(Dataset entries)
= = = = =

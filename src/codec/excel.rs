//! Excel batch encoder
//!
//! Writes a single-sheet workbook with a bold header row and auto-fitted
//! columns. Each call produces a complete `.xlsx` payload; unlike CSV the
//! outputs of successive calls are standalone workbook fragments, which
//! matches how the upstream spreadsheet library behaves when fed one batch
//! at a time.

use super::{BatchEncoder, EncodeError};
use crate::rows::Record;
use rust_xlsxwriter::{Format, Workbook};

/// Worksheet name used for every generated workbook
const SHEET_NAME: &str = "Sheet1";

/// Excel (xlsx) encoder
pub struct ExcelEncoder;

impl BatchEncoder for ExcelEncoder {
    fn content_type(&self) -> &'static str {
        "application/vnd.openxmlformats-officedocument.spreadsheetml.sheet"
    }

    fn encode(&self, batch: &[Record], write_header: bool) -> Result<Vec<u8>, EncodeError> {
        let mut workbook = Workbook::new();
        let worksheet = workbook.add_worksheet();
        worksheet.set_name(SHEET_NAME)?;

        let mut row: u32 = 0;

        if write_header {
            let bold = Format::new().set_bold();
            for (col, name) in Record::COLUMNS.iter().enumerate() {
                worksheet.write_with_format(row, col as u16, *name, &bold)?;
            }
            row += 1;
        }

        for record in batch {
            worksheet.write(row, 0, record.id)?;
            worksheet.write(row, 1, record.first_name.as_str())?;
            worksheet.write(row, 2, record.last_name.as_str())?;
            worksheet.write(row, 3, record.status.as_str())?;
            worksheet.write(row, 4, record.education.as_str())?;
            worksheet.write(row, 5, record.category.as_str())?;
            worksheet.write(row, 6, record.address.as_str())?;
            worksheet.write(row, 7, record.age)?;
            worksheet.write(row, 8, record.counter)?;
            row += 1;
        }

        worksheet.autofit();

        let bytes = workbook.save_to_buffer()?;
        Ok(bytes)
    }
}

#[cfg(test)]
mod tests {
    use super::*;
    use crate::rows::{RowSource, SyntheticRows};

    #[test]
    fn test_produces_zip_container() {
        let (batch, _) = SyntheticRows::new(3).next_batch(usize::MAX);
        let bytes = ExcelEncoder.encode(&batch, true).unwrap();
        // xlsx is a zip archive
        assert_eq!(&bytes[..2], b"PK");
    }

    #[test]
    fn test_encodes_without_header() {
        let (batch, _) = SyntheticRows::new(3).next_batch(usize::MAX);
        let bytes = ExcelEncoder.encode(&batch, false).unwrap();
        assert!(!bytes.is_empty());
    }

    #[test]
    fn test_empty_batch_with_header() {
        let bytes = ExcelEncoder.encode(&[], true).unwrap();
        assert_eq!(&bytes[..2], b"PK");
    }
}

= = = = =

Read through the entries above, and wherever a line holds the string "self", copy it.

    fn content_type(&self) -> &'static str {
    fn encode(&self, batch: &[Record], write_header: bool) -> Result<Vec<u8>, EncodeError> {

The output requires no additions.